The environmentalists are once again trumpeting the classic American battle cry: “Not in my backyard.”
Our need for gasoline has for decades put the nation in bed with despots and mad men in the oil-rich Middle East. “Energy independence” is a catch phrase of our time.
But when the rubber hits the road, as it has in Oregon, people don’t want to be anywhere near the alternatives.
The protesters harassing the oil purification equipment destined to pass through Fairfield, Carey and Arco in a matter of days no doubt drove gas-powered cars to their demonstration site.
The environmental movement points to the quality of the oil extracted from tar sands, like those in Alberta, when arguing against the process. Tar sand oil is about 17 percent “dirtier” than Middle Eastern crude, according to a report published last month by the International Energy Agency. That equates to even more greenhouse gases spewed into the atmosphere.
But IEA chief economist Fatih Birol put those findings into context in an interview with The Globe and Mail of Toronto.

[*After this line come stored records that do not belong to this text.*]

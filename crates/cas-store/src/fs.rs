use std::fs;
use std::io::{self, Write};
use std::path::{Path, PathBuf};

use serde::{Deserialize, Serialize};
use tempfile::NamedTempFile;
use tracing::{debug, warn};

use cas_crypto::ChunkHasher;
use cas_types::Key;

use crate::chunk::{check_type, Chunk};
use crate::error::{StoreError, StoreResult};
use crate::traits::ChunkStore;

/// Configuration for a directory-backed chunk store.
#[derive(Clone, Debug, Serialize, Deserialize)]
pub struct FsStoreConfig {
    /// Directory holding the chunk files.
    pub root: PathBuf,
    /// `fsync` each chunk file before it is renamed into place.
    pub sync: bool,
    /// Re-hash chunk bytes on every read and reject mismatches.
    pub verify_on_read: bool,
}

impl Default for FsStoreConfig {
    fn default() -> Self {
        Self {
            root: PathBuf::from("chunks"),
            sync: false,
            verify_on_read: true,
        }
    }
}

impl FsStoreConfig {
    /// Default settings rooted at `root`.
    pub fn at(root: impl Into<PathBuf>) -> Self {
        Self {
            root: root.into(),
            ..Default::default()
        }
    }
}

/// Chunk store keeping one file per chunk.
///
/// Layout:
/// ```text
/// <root>/<hex(type)>/<level>/<key-hex>
/// ```
///
/// Files are written to a temporary file in the target directory and renamed
/// into place, so a reader never observes a partially written chunk.
#[derive(Debug)]
pub struct FsChunkStore {
    config: FsStoreConfig,
}

impl FsChunkStore {
    /// Open (or create) a store at the configured root.
    pub fn open(config: FsStoreConfig) -> StoreResult<Self> {
        fs::create_dir_all(&config.root)?;
        Ok(Self { config })
    }

    /// The store's root directory.
    pub fn root(&self) -> &Path {
        &self.config.root
    }

    fn path_for(&self, key: &Key, chunk_type: &str, level: u8) -> PathBuf {
        self.config
            .root
            .join(hex::encode(chunk_type))
            .join(level.to_string())
            .join(key.to_hex())
    }

    fn not_found(key: &Key, chunk_type: &str, level: u8) -> StoreError {
        StoreError::NotFound {
            chunk_type: chunk_type.to_string(),
            level,
            key: *key,
        }
    }
}

impl ChunkStore for FsChunkStore {
    fn get(&self, key: &Key, chunk_type: &str, level: u8) -> StoreResult<Chunk> {
        check_type(chunk_type)?;
        if key.is_empty() {
            return Ok(Chunk::empty(chunk_type, level));
        }
        if !key.is_content() {
            return Err(Self::not_found(key, chunk_type, level));
        }

        let buf = match fs::read(self.path_for(key, chunk_type, level)) {
            Ok(buf) => buf,
            Err(e) if e.kind() == io::ErrorKind::NotFound => {
                return Err(Self::not_found(key, chunk_type, level));
            }
            Err(e) => return Err(e.into()),
        };

        if self.config.verify_on_read && !ChunkHasher::new(chunk_type).verify(&buf, level, key) {
            warn!(key = %key.short_hex(), chunk_type, level, "chunk hash mismatch");
            return Err(StoreError::CorruptChunk {
                key: *key,
                reason: format!("{} bytes do not hash to the key", buf.len()),
            });
        }
        Ok(Chunk::new(chunk_type, level, buf))
    }

    fn add(&self, chunk: &Chunk) -> StoreResult<Key> {
        check_type(&chunk.chunk_type)?;
        let key = chunk.compute_key();
        if key.is_empty() {
            return Ok(key);
        }

        let path = self.path_for(&key, &chunk.chunk_type, chunk.level);
        if path.exists() {
            return Ok(key);
        }
        let dir = path
            .parent()
            .ok_or_else(|| io::Error::new(io::ErrorKind::InvalidInput, "chunk path has no parent"))?;
        fs::create_dir_all(dir)?;

        let mut tmp = NamedTempFile::new_in(dir)?;
        tmp.write_all(&chunk.buf)?;
        if self.config.sync {
            tmp.as_file().sync_all()?;
        }
        tmp.persist(&path).map_err(|e| e.error)?;

        debug!(
            key = %key.short_hex(),
            chunk_type = %chunk.chunk_type,
            level = chunk.level,
            len = chunk.buf.len(),
            "chunk written"
        );
        Ok(key)
    }
}

#[cfg(test)]
mod tests {
    use super::*;

    fn temp_store() -> (tempfile::TempDir, FsChunkStore) {
        let dir = tempfile::tempdir().unwrap();
        let store = FsChunkStore::open(FsStoreConfig::at(dir.path().join("chunks"))).unwrap();
        (dir, store)
    }

    #[test]
    fn add_and_get() {
        let (_dir, store) = temp_store();
        let chunk = Chunk::new("blob", 0, b"on disk".to_vec());
        let key = store.add(&chunk).unwrap();
        assert_eq!(store.get(&key, "blob", 0).unwrap(), chunk);
    }

    #[test]
    fn layout_uses_hex_type_and_level() {
        let (_dir, store) = temp_store();
        let key = store.add(&Chunk::new("a/b", 2, b"ptr".to_vec())).unwrap();
        let expected = store
            .root()
            .join(hex::encode("a/b"))
            .join("2")
            .join(key.to_hex());
        assert!(expected.is_file());
    }

    #[test]
    fn add_is_idempotent() {
        let (_dir, store) = temp_store();
        let chunk = Chunk::new("blob", 0, b"twice".to_vec());
        assert_eq!(store.add(&chunk).unwrap(), store.add(&chunk).unwrap());
    }

    #[test]
    fn missing_chunk_is_not_found() {
        let (_dir, store) = temp_store();
        let key = Chunk::new("blob", 0, b"absent".to_vec()).compute_key();
        assert!(matches!(
            store.get(&key, "blob", 0),
            Err(StoreError::NotFound { level: 0, .. })
        ));
        assert!(matches!(
            store.get(&Key::private(0), "blob", 0),
            Err(StoreError::NotFound { .. })
        ));
    }

    #[test]
    fn empty_chunk_never_touches_disk() {
        let (_dir, store) = temp_store();
        assert_eq!(store.add(&Chunk::empty("blob", 0)).unwrap(), Key::Empty);
        assert_eq!(fs::read_dir(store.root()).unwrap().count(), 0);
        assert!(store.get(&Key::Empty, "blob", 0).unwrap().is_empty());
    }

    #[test]
    fn tampered_chunk_is_corrupt() {
        let (_dir, store) = temp_store();
        let key = store.add(&Chunk::new("blob", 0, b"original".to_vec())).unwrap();
        fs::write(store.path_for(&key, "blob", 0), b"tampered").unwrap();
        assert!(matches!(
            store.get(&key, "blob", 0),
            Err(StoreError::CorruptChunk { .. })
        ));
    }

    #[test]
    fn overlong_type_never_reaches_disk() {
        let (_dir, store) = temp_store();
        let chunk = Chunk::new("x".repeat(200), 0, b"data".to_vec());
        assert!(matches!(
            store.add(&chunk),
            Err(StoreError::TypeTooLong { max: 12, .. })
        ));
        assert_eq!(fs::read_dir(store.root()).unwrap().count(), 0);
    }

    #[test]
    fn config_serde_roundtrip() {
        let config = FsStoreConfig::at("/var/lib/cas");
        let json = serde_json::to_string(&config).unwrap();
        let parsed: FsStoreConfig = serde_json::from_str(&json).unwrap();
        assert_eq!(parsed.root, PathBuf::from("/var/lib/cas"));
        assert!(parsed.verify_on_read);
        assert!(!parsed.sync);
    }
}
/// Actions an observer can take during steepest descent.
#[derive(Debug, Clone, Copy, PartialEq, Eq)]
pub enum Action {
    /// Stop the solver early and return the current point.
    StopEarly,
}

“The difference in getting oil from oil sands when compared to conventional oil, it is such a small contribution that it will be definitely wrong to highlight this as a major source of carbon dioxide emissions worldwide,” Birol told the newspaper. Coal-fired power plants that electrify most of the planet are the biggest problem, he said.
Gas-burning engines are indeed a worldwide contributor to rising carbon dioxide emissions. Earlier this year, CO2 levels in the atmosphere surpassed 400 parts-per-million for the first time in recorded history, the highest level in more than 1 million years, according to ice core samples analyzed by National Aeronautics and Space Administration scientists. NASA has tracked a pronounced spike in atmospheric greenhouse gas levels over the past 50 years, as industrialization swept across humanity.
But megaload protesters are picking the wrong fight. We need oil to maintain the most basic norms of modern life, and getting it from Canada or Alaska sure beats enriching Middle Eastern princes and South American dictators.
The American auto industry has only half-heartedly tried researching other methods of powering vehicles. In the past century, mankind has spilt the atom, landed on the moon and created an informational Web that moves at the speed of light. Yet, the internal combustion engine remains our main vehicle of transportation. It’s an example of a lack of political will, not ability.
Something that happens outside of view still happens. And insisting that oil production take place as far from North America as possible is a wrongheaded, unreasonable approach.
But, as the megaload protesters once again prove, Americans love things out of sight and out of mind.